+++ Records provided +++

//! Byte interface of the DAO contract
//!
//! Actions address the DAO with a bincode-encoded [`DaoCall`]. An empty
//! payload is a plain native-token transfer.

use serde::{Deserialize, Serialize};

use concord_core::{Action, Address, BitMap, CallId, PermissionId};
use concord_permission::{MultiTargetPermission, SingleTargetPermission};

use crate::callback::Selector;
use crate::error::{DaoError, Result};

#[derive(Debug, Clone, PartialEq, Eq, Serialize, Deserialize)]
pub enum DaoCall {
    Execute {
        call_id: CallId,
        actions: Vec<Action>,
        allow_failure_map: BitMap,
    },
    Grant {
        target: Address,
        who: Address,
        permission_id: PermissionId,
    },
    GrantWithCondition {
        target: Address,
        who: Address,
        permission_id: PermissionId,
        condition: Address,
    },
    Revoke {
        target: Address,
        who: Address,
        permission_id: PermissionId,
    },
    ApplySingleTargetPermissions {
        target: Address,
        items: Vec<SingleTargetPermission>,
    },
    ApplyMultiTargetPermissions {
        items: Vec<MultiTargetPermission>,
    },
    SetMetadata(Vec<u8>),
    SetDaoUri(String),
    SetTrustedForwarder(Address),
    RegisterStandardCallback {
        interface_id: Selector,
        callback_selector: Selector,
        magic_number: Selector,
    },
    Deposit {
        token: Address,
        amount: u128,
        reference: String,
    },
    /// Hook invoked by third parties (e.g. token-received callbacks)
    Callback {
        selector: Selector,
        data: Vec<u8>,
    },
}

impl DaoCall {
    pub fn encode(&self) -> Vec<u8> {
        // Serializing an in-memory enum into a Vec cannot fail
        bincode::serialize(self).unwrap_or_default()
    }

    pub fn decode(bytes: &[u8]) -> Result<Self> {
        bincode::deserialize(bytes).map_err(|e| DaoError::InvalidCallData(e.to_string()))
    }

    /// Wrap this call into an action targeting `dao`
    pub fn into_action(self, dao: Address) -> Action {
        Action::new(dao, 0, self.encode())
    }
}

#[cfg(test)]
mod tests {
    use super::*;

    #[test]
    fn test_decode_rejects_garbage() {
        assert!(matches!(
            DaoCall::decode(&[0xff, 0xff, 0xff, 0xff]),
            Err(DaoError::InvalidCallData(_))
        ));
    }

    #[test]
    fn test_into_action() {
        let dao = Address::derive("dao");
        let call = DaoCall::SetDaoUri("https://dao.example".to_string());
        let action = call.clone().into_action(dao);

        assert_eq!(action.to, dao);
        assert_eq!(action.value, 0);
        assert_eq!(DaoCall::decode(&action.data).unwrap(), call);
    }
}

+++
+++ Records provided +++

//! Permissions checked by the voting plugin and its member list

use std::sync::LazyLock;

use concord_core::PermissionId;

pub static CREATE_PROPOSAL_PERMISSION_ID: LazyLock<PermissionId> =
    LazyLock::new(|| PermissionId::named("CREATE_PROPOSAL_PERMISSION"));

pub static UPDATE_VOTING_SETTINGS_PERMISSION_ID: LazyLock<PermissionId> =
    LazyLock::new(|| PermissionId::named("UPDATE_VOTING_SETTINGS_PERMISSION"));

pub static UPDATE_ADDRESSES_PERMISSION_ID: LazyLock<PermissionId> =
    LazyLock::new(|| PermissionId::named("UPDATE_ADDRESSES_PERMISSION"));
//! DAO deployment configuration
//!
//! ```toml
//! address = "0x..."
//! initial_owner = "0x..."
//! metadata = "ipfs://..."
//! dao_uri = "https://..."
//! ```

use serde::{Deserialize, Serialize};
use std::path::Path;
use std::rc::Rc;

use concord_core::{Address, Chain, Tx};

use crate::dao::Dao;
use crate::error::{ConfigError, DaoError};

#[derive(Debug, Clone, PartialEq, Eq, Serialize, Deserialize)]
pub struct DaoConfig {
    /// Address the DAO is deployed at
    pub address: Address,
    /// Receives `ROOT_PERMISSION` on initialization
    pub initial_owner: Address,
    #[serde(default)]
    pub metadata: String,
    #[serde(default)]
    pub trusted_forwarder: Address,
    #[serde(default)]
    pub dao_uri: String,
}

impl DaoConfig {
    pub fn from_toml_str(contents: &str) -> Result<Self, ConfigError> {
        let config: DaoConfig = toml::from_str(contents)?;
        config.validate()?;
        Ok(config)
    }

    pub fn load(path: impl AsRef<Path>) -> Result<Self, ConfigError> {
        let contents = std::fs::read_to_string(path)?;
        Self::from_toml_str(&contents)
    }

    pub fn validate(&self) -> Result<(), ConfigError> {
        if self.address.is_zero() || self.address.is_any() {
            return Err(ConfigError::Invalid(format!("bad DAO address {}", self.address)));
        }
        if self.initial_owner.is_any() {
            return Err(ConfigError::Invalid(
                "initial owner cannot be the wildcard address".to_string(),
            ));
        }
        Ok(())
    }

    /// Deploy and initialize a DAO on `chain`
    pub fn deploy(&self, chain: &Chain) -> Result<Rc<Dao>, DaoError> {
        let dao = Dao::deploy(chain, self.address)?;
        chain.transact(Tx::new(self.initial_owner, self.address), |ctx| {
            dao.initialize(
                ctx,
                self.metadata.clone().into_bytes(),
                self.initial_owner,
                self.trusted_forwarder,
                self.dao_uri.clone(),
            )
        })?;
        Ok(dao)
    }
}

+++

_Exercise requirements_. Wherever a line in the entries holds "bincode", copy that line.

_Solution to the problem_.
//! Actions address the DAO with a bincode-encoded [`DaoCall`]. An empty
        bincode::serialize(self).unwrap_or_default()
        bincode::deserialize(bytes).map_err(|e| DaoError::InvalidCallData(e.to_string()))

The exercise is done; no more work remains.